UK: The government has allocated further financial support for five tram and light rail networks in England as part of a commitment to provide £256m for bus and tram services for between eight and 12 weeks.
The funding announced on August 8 aims to enable operators ‘to ramp up services as part of wider efforts to safely get people back to education and work spaces’.
|Support for light rail services in England during the pandemic|
|Nottingham Express Transit||12∙1|
|West Midlands Metro||5∙7|
|Tyne and Wear Metro||24∙7|
The five light rail and tram systems will receive funding of up to £37·4m to ensure operation can continue for a further 12 weeks; this provision differs from the £218·4m allocated to bus operators which covers eight weeks of support and will be followed by ‘rolling funding at up to £27·3m per week afterwards, until a time when the funding is no longer needed’.
The provision of £3·1m a week for tram and light rail operations will be reviewed at the end of the eight week period.
DfT confirms that with services now at 80% of normal levels, the money will enable operators ‘to mitigate the impact of the loss of revenue, while continuing to build back to normal service levels’.
DfT states that this latest round of funding ‘means total support during the pandemic for bus and tram services will reach at least £700m’.
The provision of support for light rail services in the longer term remains unclear, but the government says it is already ‘actively working’ on ways to ensure the bus sector can operate independently.
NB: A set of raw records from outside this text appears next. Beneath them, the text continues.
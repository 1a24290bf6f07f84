//! Error types for the package registry MCP server.
//!
//! Errors follow the layers a request passes through:
//! - [`ToolError`]: an operation failed; returned with `isError: true` in
//!   `CallToolResult`, never as an HTTP failure.
//! - [`ProtocolError`]: the body is not a valid protocol message for the
//!   session's current state; answered with a JSON-RPC error object.
//! - [`TransportError`]: the outcome of one exchange against a transport.
//! - [`SessionError`]: session registry failures.

use crate::session::SessionId;
use rmcp::model::{CallToolResult, Content, ErrorCode, ErrorData};
use thiserror::Error;

/// Tool execution errors - returned with is_error: true in CallToolResult
#[derive(Error, Debug, Clone, PartialEq, Eq)]
pub enum ToolError {
    #[error("Package not found: {0}")]
    NotFound(String),

    #[error("Upstream registry unavailable: {0}")]
    UpstreamUnavailable(String),

    #[error("Rate limited by upstream registry: {0}")]
    RateLimited(String),

    #[error("Upstream registry returned HTTP {status}: {message}")]
    Upstream { status: u16, message: String },

    #[error("Invalid response from upstream registry: {0}")]
    InvalidResponse(String),

    #[error("Invalid parameters: {0}")]
    InvalidParams(String),
}

impl ToolError {
    /// Convert to MCP CallToolResult with is_error: true
    pub fn to_tool_result(&self) -> CallToolResult {
        CallToolResult::error(vec![Content::text(self.to_string())])
    }
}

/// A message that cannot be processed in the session's current state.
#[derive(Error, Debug, Clone, PartialEq, Eq)]
pub enum ProtocolError {
    #[error("Parse error: {0}")]
    Parse(String),

    #[error("Invalid message: {0}")]
    InvalidMessage(String),

    #[error("Empty batch")]
    EmptyBatch,

    #[error("Session is not initialized")]
    NotInitialized,

    #[error("Session is already initialized")]
    AlreadyInitialized,
}

impl ProtocolError {
    /// JSON-RPC error code for this failure.
    pub fn code(&self) -> ErrorCode {
        match self {
            ProtocolError::Parse(_) => ErrorCode::PARSE_ERROR,
            _ => ErrorCode::INVALID_REQUEST,
        }
    }

    pub fn to_error_data(&self) -> ErrorData {
        ErrorData::new(self.code(), self.to_string(), None)
    }
}

/// Outcome of a failed exchange against a transport.
#[derive(Error, Debug, Clone, PartialEq, Eq)]
pub enum TransportError {
    #[error(transparent)]
    Protocol(#[from] ProtocolError),

    /// The transport has been torn down; its session id is no longer valid.
    #[error("Transport is closed")]
    Closed,

    #[error("A server-push stream is already open for this session")]
    StreamConflict,

    /// The session's engine failed; the transport cannot continue.
    #[error("{0}")]
    Internal(String),
}

/// Error type for session registry operations.
#[derive(Error, Debug, Clone, PartialEq, Eq)]
pub enum SessionError {
    #[error("Session id collision: {0}")]
    IdCollision(SessionId),
}

/// Invalid server configuration.
#[derive(Error, Debug, Clone, PartialEq, Eq)]
pub enum ConfigError {
    #[error("Invalid bind address {addr}: {reason}")]
    InvalidBindAddress { addr: String, reason: String },
}

#[cfg(test)]
mod tests {
    use super::*;

    #[test]
    fn tool_error_becomes_error_result() {
        let result = ToolError::NotFound("left-pad".to_string()).to_tool_result();
        assert_eq!(result.is_error, Some(true));
        let value = serde_json::to_value(&result).expect("serialize");
        assert_eq!(value["content"][0]["text"], "Package not found: left-pad");
    }

    #[test]
    fn protocol_error_codes() {
        assert_eq!(
            ProtocolError::Parse("eof".to_string()).code(),
            ErrorCode::PARSE_ERROR
        );
        assert_eq!(ProtocolError::EmptyBatch.code(), ErrorCode::INVALID_REQUEST);
        assert_eq!(
            ProtocolError::AlreadyInitialized.to_error_data().code,
            ErrorCode::INVALID_REQUEST
        );
    }
}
Whilst DfT has not currently issued statistics for light rail use through the pandemic, data for main line rail shows that from a base of 100% on March 9 compared with the equivalent week in 2019 usage fell to a low of 4% of the equivalent week on April 10, with passenger numbers remaining at roughly the same level until the middle of May. A steady increase to 29% on June 26 was followed by a slight decline back to approximately 23% on August 3.